116 We accept that Parliament intended, by inserting section 56 in the Act, to protect religious practice, to preserve freedom of religion and to promote tolerance and acceptance within the broader community of those with particular religious views. Parliament no doubt had in mind the lessons of history and, in particular, sought to protect the community as a whole from the divisive effects of sectarianism, and minorities from persecution and harmful discrimination.
117 Nevertheless, in our view that does not lend support to the respondents’ argument, which would require a warping of the plain language of the statute where it uses the word ‘religion’. We understand their argument concerning consequences and that they contend that Parliament cannot have intended those consequences. It is, unfortunately, sometimes the case that legislation has unintended consequences.

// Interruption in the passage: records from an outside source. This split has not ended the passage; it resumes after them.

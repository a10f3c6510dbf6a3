//! Dynamic values stored in item metadata

use indexmap::IndexMap;
use serde::{Deserialize, Serialize};
use std::fmt;
use uuid::Uuid;

/// A value stored under one item metadata key
#[derive(Debug, Clone, PartialEq, Eq, Serialize, Deserialize, Default)]
pub enum Value {
    /// No value / null
    #[default]
    Null,
    /// Boolean flag
    Bool(bool),
    /// Integer value (entity ids, role indices)
    Int(i64),
    /// String value (ids, JSON blobs, icon paths)
    String(String),
    /// Nested structured value
    Map(ValueMap),
}

/// A map of string keys to dynamic values
///
/// Uses IndexMap to preserve insertion order (useful for deterministic serialization)
pub type ValueMap = IndexMap<String, Value>;

impl Value {
    /// Check if this value is null
    pub fn is_null(&self) -> bool {
        matches!(self, Value::Null)
    }

    /// Try to get this value as a boolean
    pub fn as_bool(&self) -> Option<bool> {
        match self {
            Value::Bool(b) => Some(*b),
            _ => None,
        }
    }

    /// Try to get this value as an integer
    pub fn as_int(&self) -> Option<i64> {
        match self {
            Value::Int(i) => Some(*i),
            _ => None,
        }
    }

    /// Try to get this value as a string
    pub fn as_str(&self) -> Option<&str> {
        match self {
            Value::String(s) => Some(s),
            _ => None,
        }
    }

    /// Try to read a string value as a UUID
    pub fn as_uuid(&self) -> Option<Uuid> {
        self.as_str().and_then(|s| Uuid::parse_str(s).ok())
    }

    /// Try to get this value as a map
    pub fn as_map(&self) -> Option<&ValueMap> {
        match self {
            Value::Map(map) => Some(map),
            _ => None,
        }
    }

    /// Get the type name of this value
    pub fn type_name(&self) -> &'static str {
        match self {
            Value::Null => "null",
            Value::Bool(_) => "bool",
            Value::Int(_) => "int",
            Value::String(_) => "string",
            Value::Map(_) => "map",
        }
    }
}

impl fmt::Display for Value {
    fn fmt(&self, f: &mut fmt::Formatter<'_>) -> fmt::Result {
        match self {
            Value::Null => write!(f, "null"),
            Value::Bool(b) => write!(f, "{}", b),
            Value::Int(i) => write!(f, "{}", i),
            Value::String(s) => write!(f, "\"{}\"", s),
            Value::Map(map) => {
                write!(f, "{{")?;
                for (i, (k, v)) in map.iter().enumerate() {
                    if i > 0 {
                        write!(f, ", ")?;
                    }
                    write!(f, "{}: {}", k, v)?;
                }
                write!(f, "}}")
            }
        }
    }
}

impl From<bool> for Value {
    fn from(b: bool) -> Self {
        Value::Bool(b)
    }
}

impl From<i64> for Value {
    fn from(i: i64) -> Self {
        Value::Int(i)
    }
}

impl From<i32> for Value {
    fn from(i: i32) -> Self {
        Value::Int(i as i64)
    }
}

impl From<u32> for Value {
    fn from(i: u32) -> Self {
        Value::Int(i as i64)
    }
}

impl From<String> for Value {
    fn from(s: String) -> Self {
        Value::String(s)
    }
}

impl From<&str> for Value {
    fn from(s: &str) -> Self {
        Value::String(s.to_string())
    }
}

impl From<Uuid> for Value {
    fn from(id: Uuid) -> Self {
        Value::String(id.to_string())
    }
}

impl From<ValueMap> for Value {
    fn from(map: ValueMap) -> Self {
        Value::Map(map)
    }
}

118 Whether, in this case, there are unintended consequences is a different question from the definitional issue with which we have been dealing.
119 For these reasons we find that the relevant religion is Christianity.
The Tribunal then decided to protect itself, if it were criticised for getting religion wrong:
In case our understanding of the meaning of the word religion in the context of [the defence], in the interests of completeness, we will proceed to determine what is the religion of Wesley Mission, if the ordinary meaning of the word religion is accepted to include a denomination, and this is what Parliament meant by its use of the term.
Would the act of excluding gays or lesbians from the formal be consistent with the doctrine of Christianity
The Tribunal held:
Evidence was adduced in these proceedings that the leadership of the Wesley Mission believe it to be a fundamental Biblical teaching that ‘monogamous heterosexual partnership within marriage’ is both the ‘norm and ideal’. However, it does not follow, and nor is it asserted, that that belief can properly be described as a doctrine of the Christian religion.
It is common ground that there is a diversity of views and beliefs within the Christian religion on the issue of homosexuality. The debate within the Uniting Church, about which much evidence was given in these proceedings, is but one of many examples that can be cited to illustrate this point.
In our view the respondents have failed to establish that the nominated doctrine constitutes a doctrine of the Christian religion.
The Tribunal went on to say that it was not persuaded that the doctrine was that of the religion of the Uniting Church.
The Tribunal accepted the submission of the gay couple that the exemption will only apply where the ‘act or practice’ is necessary to avoid injuring the religious susceptibilities of all (or at least a significant majority) of the adherents at once’. Because of the diversity of views iwthin the Christian religion (indeed even in the Uniting Church) about homosexuality, it was not possible to offend the religious susceptabilities of all or most Christians, and therefore this exemption did not apply.
Applying the case to the school formal
A Christian religious school that seeks to rely on this defence will have the immediate difficulty of the incredible diversity of views within Christianity as to homosexuality. As long as the Metropolitan Community Church for example, exists, then it can be legitimately be argued that there is not a defence open to the school based on religion in preventing same sex students from going to the formal.